Re: Hobbyist - Python vs. other languages
- From: Mike Driscoll <kyosohma@xxxxxxxxx>
- Date: Thu, 31 Jul 2008 11:58:54 -0700 (PDT)
On Jul 31, 1:32 pm, fprintf <stuart.a.h...@xxxxxxxxx> wrote:
I have been playing with computers since I first learned to program
moving shapes on an Atari 800XL in BASIC. After many years of dabbling
in programming languages as a hobbyist (I am not a computer scientist
or other IT professional), I have never found a way to stick with a
language far enough to do anything useful. I learn all about loops
and data structures and functions/methods etc. but never get to create
a program that will do anything of value that I can't more easily do
via freeware. Well, except the slot car timing system I wrote in C++
for Linux many moons ago.
Honestly Python seems like a breath of fresh air and possibly a way to
get back to my BASIC roots, you know, programming just for the fun of
it.
Since I don't have a specific problem to solve, besides
Pythonchallenge (which I found very cryptic), and Project Euler (which
I found beyond my mathematics skills), is there a place to go for
increasingly difficult problems to solve? I have followed a number of
the recommended online tutorials that contain a logical progression of
problems and yet they all end at the point where a person has enough
knowledge of the syntax, but not really enough to do anything.
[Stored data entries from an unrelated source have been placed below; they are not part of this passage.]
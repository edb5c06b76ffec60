//! Herakles Software Monitor Library
//!
//! Observes running processes, either on this host through `/proc` or on a
//! remote Windows host over WinRM, classifies them into software groups and
//! keeps a bounded, persisted per-group history of process count, CPU and
//! memory.
//!
//! # Pipeline
//!
//! ```text
//! Sampler ── Collector::enumerate ── Matcher::classify ── aggregate ── TimeSeriesStore
//!                                                                            │
//!                                                    ChangeFeed::poll ◄──────┘
//! ```
//!
//! # Usage
//!
//! ```rust
//! use herakles_software_monitor::process::Matcher;
//!
//! let matcher = Matcher::with_builtin_groups(vec![r"C:\Program Files\Splashtop".to_string()]);
//! let hit = matcher
//!     .classify("app.exe", Some(r"C:\Program Files\Splashtop\Remote\bin\app.exe"))
//!     .expect("path match");
//! assert_eq!(hit.key, r"c:\program files\splashtop|remote");
//! assert_eq!(hit.display_name, "remote");
//! ```

pub mod aggregator;
pub mod cli;
pub mod collectors;
pub mod commands;
pub mod config;
pub mod feed;
pub mod handlers;
pub mod metrics;
pub mod process;
pub mod ringbuffer;
pub mod sampler;
pub mod state;
pub mod store;

// Re-export main types for convenience
pub use aggregator::{aggregate, GroupTotals};
pub use feed::ChangeFeed;
pub use ringbuffer::MetricsPoint;
pub use sampler::{Sampler, SamplerStatus};
pub use store::{PersistOutcome, Snapshot, TimeSeriesStore};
I've noticed that there's a gap between learning the syntax and
actually being able to do something myself. It's pretty annoying.
However, all you need is to come up with some projects that you'd like
to do, such as inventorying some collection you have (CDs, DVDs,
Clocks, whatever). Then you have a place to start.
The next step is to break the project down into smaller parts until
you have parts to tackle. Let's say you want to inventory your DVDs
for example. First, you'd need to figure out how much data about each
title you want. Examples might include Title, Director, top 3 actors,
price, and purchase date. Once you know what you want to store, you
can learn about data persistence (i.e. databases!).
Or you could join a local Python Users Group or an open source
project. I learn a lot just helping people on this and other Python
lists.
Mike
.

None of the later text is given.